しかし、こういう時代の船乗りにとっては、男らしさ、イコール酒に強い、というイメージが強かった。それは、酒を呑む以外に自慢できたり他の者に勝てることがない気の毒な者達の、最後の心の支えなのであろうか……。
とにかく、『そういう業界』において、酒が呑めないウェラルダル大佐は考えたらしい。
他の者に馬鹿にされず、そして情報交換やネゴシエーションの場である酒場に出入りするには、どうすれば良いか、と。
そして実行したのが、『堂々とアルコールのない飲み物を注文する』、『注文は、酒を注文するが如く、恰好を付けて、殊更に拘り、通ぶって』、そして『お酒以上の大金を支払う』ということであった。
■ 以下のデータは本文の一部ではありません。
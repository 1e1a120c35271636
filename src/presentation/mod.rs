// Presentation layer - HTTP routing, handlers and error bodies
pub mod app_state;
pub mod error;
pub mod handlers;
pub mod router;
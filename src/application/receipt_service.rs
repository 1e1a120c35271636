// Receipt service - Use case for turning an uploaded file into a validated receipt summary
use crate::application::document_analyzer::{AnalysisError, DocumentAnalyzer};
use crate::domain::receipt::ReceiptSummary;
use crate::domain::validation::{validate, ValidationInput};
use crate::infrastructure::config::ValidationSettings;
use bytes::Bytes;
use std::sync::Arc;
use thiserror::Error;

#[derive(Debug, Error)]
pub enum ReceiptError {
    #[error("Invalid file type. Please upload an image.")]
    InvalidFileType,

    #[error("Invalid image: {0}")]
    InvalidImage(String),

    #[error("Invalid PDF: {0}")]
    InvalidPdf(String),

    #[error("No image_file provided.")]
    MissingUpload,

    #[error("Validation errors: {}", .0.join(", "))]
    Validation(Vec<String>),

    #[error("No receipt found in document.")]
    NoReceipt,

    #[error(transparent)]
    Analysis(#[from] AnalysisError),
}

/// A file received from a client
#[derive(Debug, Clone)]
pub struct Upload {
    pub filename: Option<String>,
    pub content_type: String,
    pub content: Bytes,
}

#[derive(Debug, Clone, Copy, PartialEq, Eq)]
enum UploadKind {
    Image,
    Pdf,
}

impl UploadKind {
    fn detect(content_type: &str) -> Option<Self> {
        if content_type.starts_with("image/") {
            Some(Self::Image)
        } else if content_type.starts_with("application/pdf") {
            Some(Self::Pdf)
        } else {
            None
        }
    }
}

#[derive(Clone)]
pub struct ReceiptService {
    analyzer: Arc<dyn DocumentAnalyzer>,
    validation: ValidationSettings,
}

impl ReceiptService {
    pub fn new(analyzer: Arc<dyn DocumentAnalyzer>, validation: ValidationSettings) -> Self {
        Self {
            analyzer,
            validation,
        }
    }

    pub async fn process(&self, upload: Upload) -> Result<ReceiptSummary, ReceiptError> {
        let name = upload.filename.clone().unwrap_or_default();

        let Some(kind) = UploadKind::detect(&upload.content_type) else {
            tracing::error!("Invalid file type: {}", upload.content_type);
            return Err(ReceiptError::InvalidFileType);
        };

        match kind {
            UploadKind::Image => {
                check_image(upload.content.clone()).await.inspect_err(|e| {
                    tracing::error!("Image load failed: {}", e);
                })?;
                tracing::info!("Image {} loaded successfully", name);
            }
            UploadKind::Pdf => {
                if upload.content.is_empty() {
                    tracing::error!("PDF load failed: empty file {}", name);
                    return Err(ReceiptError::InvalidPdf("Empty PDF file.".to_string()));
                }
            }
        }

        let result = self
            .analyzer
            .analyze(upload.content)
            .await
            .inspect_err(|e| tracing::error!("Analysis of {} failed: {}", name, e))?;

        tracing::debug!(
            "Model {} returned {} document(s)",
            result.model_id.as_deref().unwrap_or("unknown"),
            result.documents.len()
        );

        let Some(document) = result.documents.iter().find(|d| !d.fields.is_empty()) else {
            tracing::error!("No receipt found in {}", name);
            return Err(ReceiptError::NoReceipt);
        };

        tracing::info!("--------Analysis of receipt #{}--------", name);
        tracing::debug!(
            "Document type {:?}, confidence {:?}",
            document.doc_type,
            document.confidence
        );

        let summary = ReceiptSummary::from_document(
            document,
            upload.filename,
            &self.validation.uid_field,
            self.validation.min_uid_confidence,
        );

        let errors = validate(
            &ValidationInput::from_document(document),
            self.validation.min_confidence,
        );
        if !errors.is_empty() {
            tracing::error!("Validation errors for receipt {}: {:?}", name, errors);
            return Err(ReceiptError::Validation(errors));
        }

        tracing::info!("Receipt processed: {:?}", summary);
        Ok(summary)
    }
}

/// Fully decodes the image, so truncated files are rejected as well as garbage
async fn check_image(content: Bytes) -> Result<(), ReceiptError> {
    tokio::task::spawn_blocking(move || image::load_from_memory(&content).map(|_| ()))
        .await
        .map_err(|e| ReceiptError::InvalidImage(e.to_string()))?
        .map_err(|e| ReceiptError::InvalidImage(e.to_string()))
}

#[cfg(test)]
mod tests {
    use super::*;
    use crate::domain::document::AnalyzeResult;
    use async_trait::async_trait;
    use std::sync::atomic::{AtomicUsize, Ordering};

    struct FakeAnalyzer {
        result: serde_json::Value,
        calls: AtomicUsize,
    }

    impl FakeAnalyzer {
        fn new(result: serde_json::Value) -> Arc<Self> {
            Arc::new(Self {
                result,
                calls: AtomicUsize::new(0),
            })
        }
    }

    #[async_trait]
    impl DocumentAnalyzer for FakeAnalyzer {
        async fn analyze(&self, _content: Bytes) -> Result<AnalyzeResult, AnalysisError> {
            self.calls.fetch_add(1, Ordering::SeqCst);
            Ok(serde_json::from_value(self.result.clone()).unwrap())
        }
    }

    fn settings() -> ValidationSettings {
        ValidationSettings {
            min_confidence: 0.5,
            min_uid_confidence: 0.7,
            uid_field: "MerchantTaxId".to_string(),
        }
    }

    fn png() -> Bytes {
        let mut buf = Vec::new();
        image::DynamicImage::ImageRgb8(image::RgbImage::new(2, 2))
            .write_to(&mut std::io::Cursor::new(&mut buf), image::ImageFormat::Png)
            .unwrap();
        Bytes::from(buf)
    }

    fn upload(content_type: &str, content: Bytes) -> Upload {
        Upload {
            filename: Some("receipt.png".to_string()),
            content_type: content_type.to_string(),
            content,
        }
    }

    fn good_receipt() -> serde_json::Value {
        serde_json::json!({
            "modelId": "prebuilt-receipt",
            "documents": [
                {"docType": "receipt", "fields": {}},
                {"docType": "receipt.retailMeal", "fields": {
                    "TransactionDate": {"type": "date", "valueDate": "2024-03-14", "confidence": 0.9},
                    "Total": {"type": "currency", "valueCurrency": {"amount": 18.4, "currencyCode": "EUR"}, "confidence": 0.8}
                }}
            ]
        })
    }

    #[tokio::test]
    async fn test_process_image() {
        let analyzer = FakeAnalyzer::new(good_receipt());
        let service = ReceiptService::new(analyzer.clone(), settings());

        let summary = service.process(upload("image/png", png())).await.unwrap();
        assert_eq!(summary.filename.as_deref(), Some("receipt.png"));
        assert_eq!(summary.date.as_deref(), Some("14-03-2024"));
        assert_eq!(summary.brutto_total, Some(18.4));
        assert_eq!(summary.confidence, 0.85);
        assert_eq!(analyzer.calls.load(Ordering::SeqCst), 1);
    }

    #[tokio::test]
    async fn test_rejects_unsupported_type() {
        let analyzer = FakeAnalyzer::new(good_receipt());
        let service = ReceiptService::new(analyzer.clone(), settings());

        let err = service
            .process(upload("text/plain", Bytes::from_static(b"hello")))
            .await
            .unwrap_err();
        assert!(matches!(err, ReceiptError::InvalidFileType));
        assert_eq!(analyzer.calls.load(Ordering::SeqCst), 0);
    }

    #[tokio::test]
    async fn test_rejects_corrupt_image() {
        let analyzer = FakeAnalyzer::new(good_receipt());
        let service = ReceiptService::new(analyzer.clone(), settings());

        let err = service
            .process(upload("image/jpeg", Bytes::from_static(b"not a jpeg")))
            .await
            .unwrap_err();
        assert!(matches!(err, ReceiptError::InvalidImage(_)));
        assert!(err.to_string().starts_with("Invalid image: "));
        assert_eq!(analyzer.calls.load(Ordering::SeqCst), 0);
    }

    #[tokio::test]
    async fn test_rejects_empty_pdf() {
        let service = ReceiptService::new(FakeAnalyzer::new(good_receipt()), settings());

        let err = service
            .process(upload("application/pdf", Bytes::new()))
            .await
            .unwrap_err();
        assert_eq!(err.to_string(), "Invalid PDF: Empty PDF file.");
    }

    #[tokio::test]
    async fn test_pdf_is_passed_through() {
        let service = ReceiptService::new(FakeAnalyzer::new(good_receipt()), settings());

        let summary = service
            .process(upload("application/pdf", Bytes::from_static(b"%PDF-1.7")))
            .await
            .unwrap();
        assert_eq!(summary.brutto_total, Some(18.4));
    }

    #[tokio::test]
    async fn test_no_receipt() {
        let service = ReceiptService::new(
            FakeAnalyzer::new(serde_json::json!({"documents": []})),
            settings(),
        );

        let err = service.process(upload("image/png", png())).await.unwrap_err();
        assert!(matches!(err, ReceiptError::NoReceipt));
    }

    #[tokio::test]
    async fn test_validation_errors() {
        let service = ReceiptService::new(
            FakeAnalyzer::new(serde_json::json!({"documents": [{"fields": {
                "Total": {"type": "currency", "valueCurrency": {"amount": 3.0}, "confidence": 0.6}
            }}]})),
            settings(),
        );

        let err = service.process(upload("image/png", png())).await.unwrap_err();
        assert_eq!(err.to_string(), "Validation errors: Date is missing.");
    }
}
ウェラルダル大佐がこの店で初めて注文したのは、『ピュア・ミルク、ステアで。ライムは2滴』だったそうである。そして、支払いは金貨1枚、釣りは無し。
先程の『異物』の注文は、バーテンダーにあの男を思い出させるに充分であり、そして返された言葉が『ティラドおじさまのこと?』である。
「奴の関係者なのか?」
ここでは、客に敬語を使ったりはしない。客同士も、そして客とバーテンダーも皆平等であり、外界での職業や階級は、扉を開けて店に入った瞬間から店を出るまでの間は、何の関係も無くなる。
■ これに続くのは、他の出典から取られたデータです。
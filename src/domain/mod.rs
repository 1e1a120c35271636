// Domain layer - Analyze-result model, receipt extraction and validation rules
pub mod document;
pub mod receipt;
pub mod validation;
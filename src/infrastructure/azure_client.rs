// Azure Document Intelligence client (REST, submit then poll)
use crate::application::document_analyzer::{AnalysisError, DocumentAnalyzer};
use crate::domain::document::{AnalyzeOperation, AnalyzeResult, OperationStatus};
use crate::infrastructure::config::DocumentIntelligenceSettings;
use async_trait::async_trait;
use bytes::Bytes;
use reqwest::header::{CONTENT_TYPE, RETRY_AFTER};
use reqwest::{Response, StatusCode};
use std::time::Duration;

const API_KEY_HEADER: &str = "Ocp-Apim-Subscription-Key";
const OPERATION_LOCATION_HEADER: &str = "Operation-Location";
const OCTET_STREAM: &str = "application/octet-stream";
const MAX_RETRY_AFTER: Duration = Duration::from_secs(30);

#[derive(Debug, Clone)]
pub struct AzureDocumentIntelligenceClient {
    client: reqwest::Client,
    endpoint: String,
    api_key: String,
    model_id: String,
    api_version: String,
    locale: String,
    poll_interval: Duration,
    max_poll_attempts: u32,
}

impl AzureDocumentIntelligenceClient {
    pub fn new(settings: &DocumentIntelligenceSettings) -> Self {
        Self {
            client: reqwest::Client::new(),
            endpoint: settings.endpoint.trim_end_matches('/').to_string(),
            api_key: settings.api_key.clone(),
            model_id: settings.model_id.clone(),
            api_version: settings.api_version.clone(),
            locale: settings.locale.clone(),
            poll_interval: Duration::from_millis(settings.poll_interval_ms),
            max_poll_attempts: settings.max_poll_attempts,
        }
    }

    fn analyze_url(&self) -> String {
        format!(
            "{}/documentintelligence/documentModels/{}:analyze?api-version={}&locale={}",
            self.endpoint, self.model_id, self.api_version, self.locale
        )
    }

    async fn upstream_error(response: Response) -> AnalysisError {
        let status = response.status().as_u16();
        let body = response.text().await.unwrap_or_default();
        AnalysisError::Upstream { status, body }
    }

    /// Start an analyze operation and return its Operation-Location URL
    async fn submit(&self, content: Bytes) -> Result<String, AnalysisError> {
        let response = self
            .client
            .post(self.analyze_url())
            .header(API_KEY_HEADER, &self.api_key)
            .header(CONTENT_TYPE, OCTET_STREAM)
            .body(content)
            .send()
            .await?;

        if response.status() != StatusCode::ACCEPTED {
            return Err(Self::upstream_error(response).await);
        }

        response
            .headers()
            .get(OPERATION_LOCATION_HEADER)
            .and_then(|v| v.to_str().ok())
            .map(str::to_string)
            .ok_or(AnalysisError::MissingOperationLocation)
    }

    async fn poll(&self, operation_url: &str) -> Result<AnalyzeResult, AnalysisError> {
        for attempt in 1..=self.max_poll_attempts {
            let response = self
                .client
                .get(operation_url)
                .header(API_KEY_HEADER, &self.api_key)
                .send()
                .await?;

            if !response.status().is_success() {
                return Err(Self::upstream_error(response).await);
            }

            let delay = retry_delay(
                response.headers().get(RETRY_AFTER).and_then(|v| v.to_str().ok()),
                self.poll_interval,
            );

            let operation = response.json::<AnalyzeOperation>().await?;

            match operation.status {
                OperationStatus::Succeeded => {
                    tracing::debug!("Analyze operation finished after {} polls", attempt);
                    return Ok(operation.analyze_result.unwrap_or_default());
                }
                OperationStatus::Failed | OperationStatus::Canceled => {
                    let message = operation
                        .error
                        .map(|e| e.to_string())
                        .unwrap_or_else(|| format!("operation {:?}", operation.status));
                    return Err(AnalysisError::Failed(message));
                }
                OperationStatus::NotStarted | OperationStatus::Running => {
                    tracing::debug!("Analyze operation still {:?} (poll {})", operation.status, attempt);
                    tokio::time::sleep(delay).await;
                }
            }
        }

        Err(AnalysisError::Timeout {
            attempts: self.max_poll_attempts,
        })
    }
}

/// Wait time before the next poll: the server's `Retry-After` seconds, capped,
/// or the configured interval when the header is absent or unparsable.
fn retry_delay(retry_after: Option<&str>, fallback: Duration) -> Duration {
    retry_after
        .and_then(|v| v.trim().parse::<u64>().ok())
        .map(|secs| Duration::from_secs(secs).min(MAX_RETRY_AFTER))
        .unwrap_or(fallback)
}

#[async_trait]
impl DocumentAnalyzer for AzureDocumentIntelligenceClient {
    async fn analyze(&self, content: Bytes) -> Result<AnalyzeResult, AnalysisError> {
        tracing::debug!("Submitting {} bytes to model {}", content.len(), self.model_id);
        let operation_url = self.submit(content).await?;
        self.poll(&operation_url).await
    }
}
// HTTP error responses, rendered as {"detail": "..."}
use crate::application::document_analyzer::AnalysisError;
use crate::application::receipt_service::ReceiptError;
use axum::extract::multipart::MultipartError;
use axum::{
    http::StatusCode,
    response::{IntoResponse, Response},
    Json,
};
use serde::Serialize;

#[derive(Debug, Serialize)]
struct ErrorBody {
    detail: String,
}

#[derive(Debug)]
pub struct ApiError {
    pub status: StatusCode,
    pub detail: String,
}

impl ApiError {
    pub fn new(status: StatusCode, detail: impl Into<String>) -> Self {
        Self {
            status,
            detail: detail.into(),
        }
    }
}

impl From<ReceiptError> for ApiError {
    fn from(err: ReceiptError) -> Self {
        let status = match &err {
            ReceiptError::InvalidFileType
            | ReceiptError::InvalidImage(_)
            | ReceiptError::InvalidPdf(_)
            | ReceiptError::MissingUpload
            | ReceiptError::Validation(_) => StatusCode::BAD_REQUEST,
            ReceiptError::NoReceipt => StatusCode::UNPROCESSABLE_ENTITY,
            ReceiptError::Analysis(AnalysisError::Timeout { .. }) => StatusCode::GATEWAY_TIMEOUT,
            ReceiptError::Analysis(_) => StatusCode::BAD_GATEWAY,
        };
        Self::new(status, err.to_string())
    }
}

impl From<MultipartError> for ApiError {
    fn from(err: MultipartError) -> Self {
        Self::new(err.status(), err.body_text())
    }
}

impl IntoResponse for ApiError {
    fn into_response(self) -> Response {
        (self.status, Json(ErrorBody { detail: self.detail })).into_response()
    }
}

#[cfg(test)]
mod tests {
    use super::*;

    #[test]
    fn test_status_mapping() {
        assert_eq!(ApiError::from(ReceiptError::InvalidFileType).status, StatusCode::BAD_REQUEST);
        assert_eq!(ApiError::from(ReceiptError::NoReceipt).status, StatusCode::UNPROCESSABLE_ENTITY);
        assert_eq!(
            ApiError::from(ReceiptError::Analysis(AnalysisError::Timeout { attempts: 5 })).status,
            StatusCode::GATEWAY_TIMEOUT
        );
        assert_eq!(
            ApiError::from(ReceiptError::Analysis(AnalysisError::Failed("boom".to_string()))).status,
            StatusCode::BAD_GATEWAY
        );
    }

    #[test]
    fn test_validation_detail() {
        let err = ApiError::from(ReceiptError::Validation(vec![
            "BruttoTotal is missing.".to_string(),
            "Date is missing.".to_string(),
        ]));
        assert_eq!(err.detail, "Validation errors: BruttoTotal is missing., Date is missing.");
    }
}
「娘や孫ってわけじゃないよ。単なる、この店の紹介者。まぁ、他にもホーヴェアルさんとかアリスムスさんとかケレバクターさんとかからも紹介されたけど……」
ぶばっ!
げほごほ!
店内で、何やらせっかくのお酒を噴き出したり咽せたりする音が続いた。
「海軍のビッグネームばかりじゃないか……。何者だ、嬢ちゃん?」
『異物』は、歓喜した。
(ま、まさか、いつか言ってみたい台詞シリーズの中の、アレを言える日がやってくるなんて!)
そして歓喜に震えつつ放つ、あの名台詞!
「ある時は彫刻家。またある時は商店主。そしてある時は貴族の娘。しかして、その実体は!